**ACTION ITEM**: In the data below, which lines hold the word "match"? Copy them.

(Dataset items)
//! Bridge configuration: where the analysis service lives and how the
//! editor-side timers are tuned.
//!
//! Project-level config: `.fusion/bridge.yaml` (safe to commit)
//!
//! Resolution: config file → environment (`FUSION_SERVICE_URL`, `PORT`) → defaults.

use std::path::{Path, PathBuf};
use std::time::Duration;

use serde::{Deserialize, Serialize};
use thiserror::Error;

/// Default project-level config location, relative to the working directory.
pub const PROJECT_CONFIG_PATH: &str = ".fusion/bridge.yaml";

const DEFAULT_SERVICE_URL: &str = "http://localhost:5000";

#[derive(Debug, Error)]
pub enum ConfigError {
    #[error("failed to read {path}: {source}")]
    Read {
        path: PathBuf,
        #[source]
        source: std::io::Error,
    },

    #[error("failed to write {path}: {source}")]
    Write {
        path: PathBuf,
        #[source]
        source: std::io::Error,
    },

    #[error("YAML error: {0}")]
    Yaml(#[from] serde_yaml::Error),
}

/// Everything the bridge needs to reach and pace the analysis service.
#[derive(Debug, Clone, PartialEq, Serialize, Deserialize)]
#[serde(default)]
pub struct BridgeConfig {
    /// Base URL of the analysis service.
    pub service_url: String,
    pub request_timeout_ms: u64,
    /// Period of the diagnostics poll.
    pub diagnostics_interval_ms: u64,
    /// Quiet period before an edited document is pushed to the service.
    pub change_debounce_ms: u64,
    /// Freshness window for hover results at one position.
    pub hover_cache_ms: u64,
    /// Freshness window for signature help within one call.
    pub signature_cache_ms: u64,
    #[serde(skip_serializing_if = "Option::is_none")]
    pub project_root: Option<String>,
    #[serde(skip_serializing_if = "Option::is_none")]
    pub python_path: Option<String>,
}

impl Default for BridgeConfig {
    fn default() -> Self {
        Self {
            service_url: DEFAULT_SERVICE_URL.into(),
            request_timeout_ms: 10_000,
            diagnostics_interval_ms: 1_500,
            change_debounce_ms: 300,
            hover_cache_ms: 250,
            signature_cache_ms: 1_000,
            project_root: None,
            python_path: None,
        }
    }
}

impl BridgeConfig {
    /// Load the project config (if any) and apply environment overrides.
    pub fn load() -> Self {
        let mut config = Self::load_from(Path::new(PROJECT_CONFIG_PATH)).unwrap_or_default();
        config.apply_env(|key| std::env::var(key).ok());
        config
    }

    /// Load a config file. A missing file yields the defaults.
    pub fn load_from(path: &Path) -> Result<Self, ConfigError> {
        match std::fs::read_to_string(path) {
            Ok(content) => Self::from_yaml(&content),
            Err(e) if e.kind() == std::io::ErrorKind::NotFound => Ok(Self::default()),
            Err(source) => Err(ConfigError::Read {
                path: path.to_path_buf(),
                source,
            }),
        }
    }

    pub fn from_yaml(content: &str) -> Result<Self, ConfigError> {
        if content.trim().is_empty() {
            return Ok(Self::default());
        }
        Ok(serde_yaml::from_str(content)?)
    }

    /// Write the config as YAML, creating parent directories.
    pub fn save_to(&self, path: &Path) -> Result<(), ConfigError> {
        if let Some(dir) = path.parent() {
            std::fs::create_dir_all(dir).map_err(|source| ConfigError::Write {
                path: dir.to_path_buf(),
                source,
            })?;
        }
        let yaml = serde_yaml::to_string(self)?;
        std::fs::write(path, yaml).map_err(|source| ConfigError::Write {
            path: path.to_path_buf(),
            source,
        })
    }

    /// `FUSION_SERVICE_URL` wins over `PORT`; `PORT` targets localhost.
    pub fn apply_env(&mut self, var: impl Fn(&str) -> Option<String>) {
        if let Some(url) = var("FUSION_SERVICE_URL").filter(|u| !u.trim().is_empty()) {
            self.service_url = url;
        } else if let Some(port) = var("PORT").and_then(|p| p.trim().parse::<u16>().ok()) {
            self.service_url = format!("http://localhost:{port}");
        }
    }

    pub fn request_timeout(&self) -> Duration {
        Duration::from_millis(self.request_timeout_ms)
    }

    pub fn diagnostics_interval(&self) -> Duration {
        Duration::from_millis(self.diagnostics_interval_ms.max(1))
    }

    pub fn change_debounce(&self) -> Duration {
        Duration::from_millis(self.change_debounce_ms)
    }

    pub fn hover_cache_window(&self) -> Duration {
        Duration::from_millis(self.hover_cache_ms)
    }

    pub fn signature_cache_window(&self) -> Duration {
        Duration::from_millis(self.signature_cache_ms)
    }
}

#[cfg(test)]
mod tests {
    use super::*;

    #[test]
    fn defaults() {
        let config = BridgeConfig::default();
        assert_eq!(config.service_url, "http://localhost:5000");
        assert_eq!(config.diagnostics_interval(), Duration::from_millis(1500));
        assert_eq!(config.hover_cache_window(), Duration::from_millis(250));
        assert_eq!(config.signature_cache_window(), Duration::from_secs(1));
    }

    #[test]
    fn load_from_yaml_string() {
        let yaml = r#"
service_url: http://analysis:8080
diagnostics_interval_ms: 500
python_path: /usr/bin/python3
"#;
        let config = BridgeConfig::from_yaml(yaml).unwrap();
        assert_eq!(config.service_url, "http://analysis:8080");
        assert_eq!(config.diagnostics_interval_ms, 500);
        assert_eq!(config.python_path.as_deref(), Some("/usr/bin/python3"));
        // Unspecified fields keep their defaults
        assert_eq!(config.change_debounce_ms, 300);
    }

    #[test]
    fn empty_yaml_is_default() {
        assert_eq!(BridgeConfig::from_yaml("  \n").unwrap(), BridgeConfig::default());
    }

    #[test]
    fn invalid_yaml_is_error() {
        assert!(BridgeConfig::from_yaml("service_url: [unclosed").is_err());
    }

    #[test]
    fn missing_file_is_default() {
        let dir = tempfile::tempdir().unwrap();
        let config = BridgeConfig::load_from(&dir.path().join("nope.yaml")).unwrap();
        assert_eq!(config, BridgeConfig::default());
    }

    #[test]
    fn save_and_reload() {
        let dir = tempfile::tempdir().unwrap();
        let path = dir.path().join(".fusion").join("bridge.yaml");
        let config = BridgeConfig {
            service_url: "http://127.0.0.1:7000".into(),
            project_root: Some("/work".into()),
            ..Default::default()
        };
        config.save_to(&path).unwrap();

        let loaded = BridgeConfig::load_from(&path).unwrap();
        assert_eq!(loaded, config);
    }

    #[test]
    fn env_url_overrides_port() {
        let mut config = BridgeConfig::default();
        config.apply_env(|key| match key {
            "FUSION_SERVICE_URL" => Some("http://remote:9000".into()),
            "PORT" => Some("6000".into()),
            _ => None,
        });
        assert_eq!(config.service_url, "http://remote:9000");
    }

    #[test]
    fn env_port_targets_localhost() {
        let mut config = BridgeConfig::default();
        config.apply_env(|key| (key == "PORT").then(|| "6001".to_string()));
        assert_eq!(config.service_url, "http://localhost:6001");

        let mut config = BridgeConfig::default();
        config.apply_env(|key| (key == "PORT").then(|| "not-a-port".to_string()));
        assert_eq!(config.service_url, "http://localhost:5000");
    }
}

**SOLUTION TO THIS TASK**:
        match std::fs::read_to_string(path) {
        config.apply_env(|key| match key {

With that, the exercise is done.